If Trump were genuinely concerned about K-12 education, he would "make a bold move right now to help public schools," Jessica Grose said at The New York Times. While a small portion of public school funding comes from the federal government, the "problems we face are so large that they are crying out for a federal response that includes continued funding for things like high-dosage tutoring to ameliorate Covid learning loss."
His first term offers "scant evidence that he has the desire to do much more than wage painful culture-war battles." What Trump will likely do is "pick splashy fights that he can win through executive orders," said Grose. For instance, he will "reverse the transgender student protections put in place by an executive order from Biden this year." Though it's "pretty unclear how that would play out in practice," it' s "certainly chilling."

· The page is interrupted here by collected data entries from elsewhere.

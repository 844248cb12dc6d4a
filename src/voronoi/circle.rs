use glam::DVec2;

use super::{
    beachline::{Beachline, NodeId},
    edge::{intersect, VoronoiEdge},
};
use crate::{geometry::Circle, Result};

/// A predicted disappearance of an arc.
#[derive(Clone, Copy, Debug, PartialEq)]
pub(super) struct CircleEvent {
    /// Where the sweep line touches the bottom of the circle, i.e. when the
    /// event fires.
    pub point: DVec2,
    /// The center of the circle: the Voronoi vertex the arc shrinks into.
    pub vertex: DVec2,
}

/// Check whether the edges bounding `arc` converge ahead of the sweep line.
///
/// Returns the circle event to schedule for `arc`, or `None` if the arc is
/// at either end of the beachline, its edges diverge, or the event would lie
/// above `sweep_y`. An arc whose own site is the bottom of the circle has
/// just been born below a Voronoi vertex and never vanishes there.
pub(super) fn detect(
    beachline: &Beachline,
    arc: NodeId,
    sweep_y: f64,
    sites: &[DVec2],
    edges: &[VoronoiEdge],
    tolerance: f64,
) -> Result<Option<CircleEvent>> {
    let (Some(left), Some(right)) = (beachline.left_edge(arc)?, beachline.right_edge(arc)?) else {
        return Ok(None);
    };
    let Some(vertex) = intersect(&edges[left], &edges[right], tolerance) else {
        return Ok(None);
    };

    let site = sites[beachline.site(arc)?];
    let point = Circle::through(vertex, site).bottom();
    if point.y > sweep_y + tolerance || site.y - point.y <= tolerance {
        return Ok(None);
    }

    Ok(Some(CircleEvent { point, vertex }))
}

Trump also promised to "cut federal funding for any school or program pushing critical race theory, gender ideology or other inappropriate racial, sexual or political content on our children" to "keep men out of women's sports" and "find and remove the radicals who have infiltrated the federal Department of Education."
But eliminating the agency is not the same as "eliminating the myriad programs that it runs, billions that it sends out, and multitudinous regulations that it enforces (mostly pursuant to laws enacted by Congress)," Chester Finn Jr., the president emeritus of the Thomas B. Fordham Institute, said to the Washington Examiner.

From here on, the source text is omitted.